-- Data for the task --
---

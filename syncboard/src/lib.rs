//! `SyncBoard`: real-time synchronization core for collaborative kanban
//! boards.
//!
//! The pieces, leaves first:
//! - [`transport`]: duplex text links (WebSocket, or in-process loopback)
//! - [`dispatch`]: fan-out of decoded server events to handlers
//! - [`connection`]: session lifecycle with reconnect and backoff
//! - [`store`]: the board, mutated by remote events and local actions alike
//! - [`presence`]: who else is here and where their cursors are
//! - [`sync`]: handlers wiring events into the store and presence tracker
//! - [`api`] / [`actions`]: optimistic local mutations persisted over REST
//! - [`client`]: a facade owning one of each

pub mod actions;
pub mod api;
pub mod client;
pub mod config;
pub mod connection;
pub mod dispatch;
pub mod presence;
pub mod store;
pub mod sync;
pub mod transport;
//! High-level client tying the pieces together.
//!
//! A [`BoardClient`] owns one store, one presence tracker, one dispatcher
//! and one connection manager for a single local user. Opening a different
//! board tears the previous board's state down before connecting.

use std::sync::Arc;

use parking_lot::Mutex;
use syncboard_proto::model::{BoardId, Notification, UserId};
use tokio::sync::{broadcast, watch};

use crate::actions::BoardActions;
use crate::api::{BoardApi, PersistenceError, RestClient};
use crate::config::ClientConfig;
use crate::connection::{ConnectionError, ConnectionManager, ConnectionStatus};
use crate::dispatch::EventDispatcher;
use crate::presence::{PresenceSnapshot, PresenceTracker};
use crate::store::StoreHandle;
use crate::sync::{NOTIFICATION_CAPACITY, ServerFault, SyncBinding};
use crate::transport::Connector;
use crate::transport::websocket::WsConnector;

/// Errors surfaced by [`BoardClient`].
#[derive(Debug, thiserror::Error)]
pub enum ClientError {
    /// The real-time connection could not be established.
    #[error(transparent)]
    Connection(#[from] ConnectionError),

    /// A REST call failed.
    #[error(transparent)]
    Persistence(#[from] PersistenceError),

    /// No user id is configured.
    #[error("no user id configured")]
    MissingUser,
}

/// Real-time board client for one local user.
pub struct BoardClient<C, A> {
    user_id: UserId,
    store: StoreHandle,
    presence: Arc<PresenceTracker>,
    connection: ConnectionManager<C>,
    actions: BoardActions<A>,
    api: Arc<A>,
    notifications: broadcast::Sender<Notification>,
    last_error: Arc<Mutex<Option<ServerFault>>>,
    binding: Option<SyncBinding>,
}

impl<C, A> std::fmt::Debug for BoardClient<C, A> {
    fn fmt(&self, f: &mut std::fmt::Formatter<'_>) -> std::fmt::Result {
        f.debug_struct("BoardClient")
            .field("user_id", &self.user_id)
            .field("connection", &self.connection)
            .finish_non_exhaustive()
    }
}

impl BoardClient<WsConnector, RestClient> {
    /// Builds a WebSocket + HTTP client from resolved configuration.
    ///
    /// # Errors
    ///
    /// [`ClientError::MissingUser`] if no user id is configured, or
    /// [`ClientError::Persistence`] if the HTTP client cannot be built.
    pub fn from_config(config: &ClientConfig) -> Result<Self, ClientError> {
        let user_id = config.user_id.clone().ok_or(ClientError::MissingUser)?;
        let api = RestClient::new(&config.api_url, &user_id, config.sync.request_timeout)?;
        Ok(Self::new(config, WsConnector, api, user_id))
    }
}

impl<C: Connector, A: BoardApi> BoardClient<C, A> {
    /// Assembles a client from explicit collaborators.
    #[must_use]
    pub fn new(config: &ClientConfig, connector: C, api: A, user_id: UserId) -> Self {
        let store = StoreHandle::new();
        let presence = Arc::new(PresenceTracker::new(config.sync.cursor_throttle));
        let dispatcher = EventDispatcher::new();
        let (notifications, _) = broadcast::channel(NOTIFICATION_CAPACITY);
        let last_error = Arc::new(Mutex::new(None));

        let binding = SyncBinding::attach(
            &dispatcher,
            &store,
            &presence,
            notifications.clone(),
            Arc::clone(&last_error),
        );
        let connection = ConnectionManager::new(
            connector,
            config.ws_url.clone(),
            config.reconnect,
            dispatcher,
            Arc::clone(&presence),
        );
        let api = Arc::new(api);
        let actions = BoardActions::new(
            store.clone(),
            Arc::clone(&api),
            user_id.clone(),
            config.sync.rollback_on_rejection,
        );

        Self {
            user_id,
            store,
            presence,
            connection,
            actions,
            api,
            notifications,
            last_error,
            binding: Some(binding),
        }
    }

    /// Connects to `board_id`. The server answers with a `board.sync`
    /// snapshot that populates the store.
    ///
    /// Switching from another board drops that board's state first.
    ///
    /// # Errors
    ///
    /// Returns [`ClientError::Connection`] if the connection could not be
    /// opened; reconnects continue in the background.
    pub async fn open_board(&self, board_id: BoardId) -> Result<(), ClientError> {
        let switching = self
            .connection
            .session()
            .is_some_and(|(current, _)| current != board_id)
            || self.store.board_id().is_some_and(|current| current != board_id);
        if switching {
            tracing::info!(%board_id, "switching boards");
            self.store.teardown();
        }
        self.connection
            .connect(board_id, self.user_id.clone())
            .await?;
        Ok(())
    }

    /// Replaces the local board with a snapshot fetched over REST.
    ///
    /// # Errors
    ///
    /// Returns [`ClientError::Persistence`] if the fetch failed.
    pub async fn resync(&self, board_id: &BoardId) -> Result<(), ClientError> {
        let board = self.api.get_board(board_id).await?;
        self.store.sync_board(board);
        Ok(())
    }

    /// Disconnects and drops the board.
    pub fn close(&self) {
        self.connection.disconnect();
        self.store.teardown();
    }

    /// Sends the local cursor position (throttled).
    pub fn move_cursor(&self, x: f64, y: f64) -> bool {
        self.connection.send_cursor(x, y)
    }

    /// The local user.
    #[must_use]
    pub const fn user_id(&self) -> &UserId {
        &self.user_id
    }

    /// The board store.
    #[must_use]
    pub const fn store(&self) -> &StoreHandle {
        &self.store
    }

    /// Optimistic local actions.
    #[must_use]
    pub const fn actions(&self) -> &BoardActions<A> {
        &self.actions
    }

    /// The connection manager.
    #[must_use]
    pub const fn connection(&self) -> &ConnectionManager<C> {
        &self.connection
    }

    /// Current presence.
    #[must_use]
    pub fn presence(&self) -> PresenceSnapshot {
        self.presence.snapshot()
    }

    /// Connection status.
    #[must_use]
    pub fn status(&self) -> ConnectionStatus {
        self.connection.status()
    }

    /// Observes connection status changes.
    #[must_use]
    pub fn subscribe_status(&self) -> watch::Receiver<ConnectionStatus> {
        self.connection.subscribe_status()
    }

    /// Receives notifications pushed from now on.
    #[must_use]
    pub fn subscribe_notifications(&self) -> broadcast::Receiver<Notification> {
        self.notifications.subscribe()
    }

    /// The last `error` event the server sent.
    #[must_use]
    pub fn last_error(&self) -> Option<ServerFault> {
        self.last_error.lock().clone()
    }
}

impl<C, A> Drop for BoardClient<C, A> {
    fn drop(&mut self) {
        self.connection.disconnect();
        if let Some(binding) = self.binding.take() {
            binding.detach();
        }
    }
}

---

-- Activity --
Repeat exactly the lines above from the one with "The pieces, leaves" up to and including the one with "reconnect and backoff". No other line belongs in the reply.

-- Answer box --
//! The pieces, leaves first:
//! - [`transport`]: duplex text links (WebSocket, or in-process loopback)
//! - [`dispatch`]: fan-out of decoded server events to handlers
//! - [`connection`]: session lifecycle with reconnect and backoff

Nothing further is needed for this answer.